Fort Wingate
Frontier fort to munitions fortress.
The National Park Service listed the Fort Wingate Historic District in the National Register of Historic Places in 1978. Fort Wingate was a 22-acre military installation in the foothills of the Zuni Mountains east of Gallup. The fort is bordered by Zuni land and Navajo land. It is readily visible from I-40.
The fort sits on land considered ancestral homeland to both Zuni Pueblo and the Navajo Nation. Over 200 Navajo ruins have been surveyed, as well as hundreds of Zuni sites, and over 200 ruins associated with the Ancestral Puebloans. The land is currently being returned to the Navajo and Zuni, with ongoing litigation regarding ownership and potential development.
Fort Wingate and The Long Walk
The official policy towards New Mexico’s native inhabitants during the 1800s was based on conquest and control. The commander of the U.S. Army in the territory was a proponent of forced incarceration on reservations. In 1864 troops based at Fort Wingate, led by Kit Carson, destroyed crops, and killed livestock and wildlife to starve the Navajo families that refused to move from their land voluntarily. The Navajo were forced to walk 400-miles from Fort Wingate to a reservation at Bosque Redondo. The traumatizing event is referred to as “The Long Walk.” Hundreds of Navajos died of starvation and exposure to the elements.
After four years of living in horrifying conditions at Bosque Redondo, Navajo leaders, including Chief Manuelito, traveled to D.C. in 1868 to negotiate a treaty with the U.S. government. The treaty allowed them to return to their homeland, establishing a new reservation on a portion of their former land in New Mexico and Arizona.
After the U.S. Army subdued the Navajo, they turned their attention to the Apache in southern New Mexico. Their former enemies became critical allies. The U.S. army enlisted hundreds of Navajo Scouts during the Apache Wars. Additionally, the U.S. Army used the fort to incarcerate Apache prisoners.

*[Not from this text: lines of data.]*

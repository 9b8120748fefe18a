//! Command handlers.

pub mod check;
pub mod run;

use std::path::PathBuf;
use std::sync::Arc;

use hublink_config::{Settings, config_path, load_catalog};
use hublink_core::{ConnectorConfig, ConnectorId, MemoryRepository, MemoryStateStore};

use crate::cli::{Command, GlobalOpts};
use crate::error::CliError;

pub async fn dispatch(
    command: Command,
    global: &GlobalOpts,
    settings: &Settings,
) -> Result<(), CliError> {
    match command {
        Command::Run(args) => {
            let mut settings = settings.clone();
            if let Some(writer) = args.writer {
                settings.connector.writer = writer;
            }
            let loaded = load(global, &settings)?;
            run::handle(&args, loaded).await
        }
        Command::Check(args) => {
            let loaded = load(global, settings)?;
            check::handle(&args, &loaded)
        }
    }
}

// ── Catalog loading ─────────────────────────────────────────────────

/// Stores seeded from the catalog plus the selected connector.
pub struct Loaded {
    pub repository: Arc<MemoryRepository>,
    pub states: Arc<MemoryStateStore>,
    pub config: ConnectorConfig,
}

fn load(global: &GlobalOpts, settings: &Settings) -> Result<Loaded, CliError> {
    let path: PathBuf = global
        .catalog
        .clone()
        .or_else(|| settings.connector.catalog.clone())
        .ok_or_else(|| CliError::NoCatalog {
            path: global
                .config
                .clone()
                .unwrap_or_else(config_path)
                .display()
                .to_string(),
        })?;

    let catalog = load_catalog(&path)?;
    let repository = Arc::new(MemoryRepository::new());
    let states = Arc::new(MemoryStateStore::new());
    let connectors = catalog.populate(&repository, &states)?;

    let connector = select_connector(global, settings, &connectors)?;
    let config = settings.connector_config(connector)?;

    Ok(Loaded {
        repository,
        states,
        config,
    })
}

fn select_connector(
    global: &GlobalOpts,
    settings: &Settings,
    connectors: &[ConnectorId],
) -> Result<ConnectorId, CliError> {
    let requested = match global.connector.as_deref() {
        Some(raw) => Some(raw.parse::<ConnectorId>().map_err(|e| CliError::Validation {
            field: "connector".into(),
            reason: e.to_string(),
        })?),
        None => settings.connector.id,
    };

    match requested {
        Some(id) if connectors.contains(&id) => Ok(id),
        Some(id) => Err(CliError::ConnectorNotFound {
            identifier: id.to_string(),
        }),
        None => connectors.first().copied().ok_or(CliError::EmptyCatalog),
    }
}
// ── Property index ──
//
// Per-connector map of every property the writers may push to hardware,
// grouped by device. Built once at connect time from the configuration
// repository; order is the repository's order (direct device properties
// first, then channel properties channel by channel).

use indexmap::IndexMap;
use serde::{Deserialize, Serialize};
use tracing::debug;

use crate::model::{ChannelId, ConnectorId, Device, DeviceId, Property, PropertyId, PropertyOwner};
use crate::store::{ConfigurationRepository, PropertyQuery};

/// Address of a writable property.
#[derive(Debug, Clone, Copy, PartialEq, Eq, Hash, Serialize, Deserialize)]
pub struct PropertyRef {
    pub device: DeviceId,
    pub channel: Option<ChannelId>,
    pub property: PropertyId,
}

/// Writable properties of one connector, keyed by device then property.
#[derive(Debug, Clone)]
pub struct PropertyIndex {
    connector: ConnectorId,
    devices: IndexMap<DeviceId, IndexMap<PropertyId, PropertyRef>>,
}

impl PropertyIndex {
    /// Build the index for `connector`. A connector without devices
    /// yields an empty index.
    pub fn build(connector: ConnectorId, repository: &dyn ConfigurationRepository) -> Self {
        let mut devices = IndexMap::new();

        for device in repository.find_devices(connector) {
            let entries = device_entries(&device, repository);
            devices.insert(device.id, entries);
        }

        let index = Self { connector, devices };
        debug!(
            connector = %connector,
            devices = index.device_count(),
            properties = index.len(),
            "property index built"
        );
        index
    }

    /// Index with no devices, used while a connector is disconnected.
    pub fn empty(connector: ConnectorId) -> Self {
        Self {
            connector,
            devices: IndexMap::new(),
        }
    }

    pub fn connector(&self) -> ConnectorId {
        self.connector
    }

    /// Device ids in scan order.
    pub fn device_ids(&self) -> impl Iterator<Item = DeviceId> + '_ {
        self.devices.keys().copied()
    }

    /// Writable properties of `device` in scan order. Empty for unknown
    /// devices.
    pub fn properties(&self, device: DeviceId) -> impl Iterator<Item = &PropertyRef> + '_ {
        self.devices
            .get(&device)
            .into_iter()
            .flat_map(IndexMap::values)
    }

    /// Every indexed property across all devices.
    pub fn iter(&self) -> impl Iterator<Item = &PropertyRef> + '_ {
        self.devices.values().flat_map(IndexMap::values)
    }

    pub fn get(&self, property: PropertyId) -> Option<&PropertyRef> {
        self.devices.values().find_map(|props| props.get(&property))
    }

    pub fn contains(&self, property: PropertyId) -> bool {
        self.get(property).is_some()
    }

    pub fn device_count(&self) -> usize {
        self.devices.len()
    }

    /// Number of indexed properties.
    pub fn len(&self) -> usize {
        self.devices.values().map(IndexMap::len).sum()
    }

    pub fn is_empty(&self) -> bool {
        self.len() == 0
    }
}

fn device_entries(
    device: &Device,
    repository: &dyn ConfigurationRepository,
) -> IndexMap<PropertyId, PropertyRef> {
    let mut entries = IndexMap::new();

    let direct =
        repository.find_properties(&PropertyQuery::owned_by(PropertyOwner::Device(device.id)));
    for property in direct.iter().filter(|p| is_writable(p, repository)) {
        entries.insert(
            property.id,
            PropertyRef {
                device: device.id,
                channel: None,
                property: property.id,
            },
        );
    }

    for channel in repository.find_channels(device.id) {
        let owned = repository
            .find_properties(&PropertyQuery::owned_by(PropertyOwner::Channel(channel.id)));
        for property in owned.iter().filter(|p| is_writable(p, repository)) {
            entries.insert(
                property.id,
                PropertyRef {
                    device: device.id,
                    channel: Some(channel.id),
                    property: property.id,
                },
            );
        }
    }

    entries
}

/// Settable dynamic properties, and mapped properties over a settable
/// dynamic or variable parent.
pub(crate) fn is_writable(property: &Property, repository: &dyn ConfigurationRepository) -> bool {
    match property.parent() {
        None => property.is_dynamic() && property.settable,
        Some(parent) => repository
            .find_property(parent)
            .is_some_and(|p| p.settable && (p.is_dynamic() || p.is_variable())),
    }
}
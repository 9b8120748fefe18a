// ── Connector / device / channel domain types ──

use serde::{Deserialize, Serialize};

use super::entity_id::{ChannelId, ConnectorId, DeviceId};

/// A configured integration instance bridging one device family into the
/// canonical model.
#[derive(Debug, Clone, PartialEq, Eq, Serialize, Deserialize)]
pub struct Connector {
    pub id: ConnectorId,
    pub identifier: String,
    #[serde(default)]
    pub name: Option<String>,
}

/// A physical or virtual device owned by exactly one connector.
#[derive(Debug, Clone, PartialEq, Eq, Serialize, Deserialize)]
pub struct Device {
    pub id: DeviceId,
    pub connector: ConnectorId,
    pub identifier: String,
    #[serde(default)]
    pub name: Option<String>,
    /// Bridge or gateway this device is reached through. Sub-devices of a
    /// Zigbee bridge or a panel share the parent's physical connection.
    #[serde(default)]
    pub parent: Option<DeviceId>,
}

impl Device {
    /// Display label: the name when set, the identifier otherwise.
    pub fn label(&self) -> &str {
        self.name.as_deref().unwrap_or(&self.identifier)
    }
}

/// A logical sub-function of a device ("actors", "sensors", ...).
#[derive(Debug, Clone, PartialEq, Eq, Serialize, Deserialize)]
pub struct Channel {
    pub id: ChannelId,
    pub device: DeviceId,
    pub identifier: String,
    #[serde(default)]
    pub name: Option<String>,
}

Fort Wingate become part of the Navajo reservation, operating as a police force for the Navajo reservation and the surrounding area. Additionally, soldiers from Fort Wingate protected the construction of the Atchison, Topeka, and Santa Fe Railroad.
Fort Wingate in the 20th Centry
As conflict with the native population waned, the U.S. Army decommissioned the fort in 1912. However, the United States Ordnance Department reactivated the fort as the Wingate Ordnance Depot. They decided to move the depot closer to the train tracks in 1925 and a Navajo school took over the buildings.
Fort Wingate supplied 100 tons of Composition B high explosives to the Manhattan Project for the first atomic bomb. Additionally, the Navajo Code Talkers trained at Fort Wingate during World War II. The code talkers are credited with shifting the tides of the war in the Pacific by creating a code based on the Navajo language that stymied the Japanese. The fort remained a major weapons depot until it was abandoned in 1993.
The fort’s parade grounds are intact, as well as several historic structures, including an 1883 adobe clubhouse, one barracks, and a row of c.1900 officers’ quarters. The Bureau of Indian Affairs demolished many of the fort’s historic buildings in the late 1950s to build the Wingate Elementary School. The first school’s barn and silos, power house, and maintenance building remain.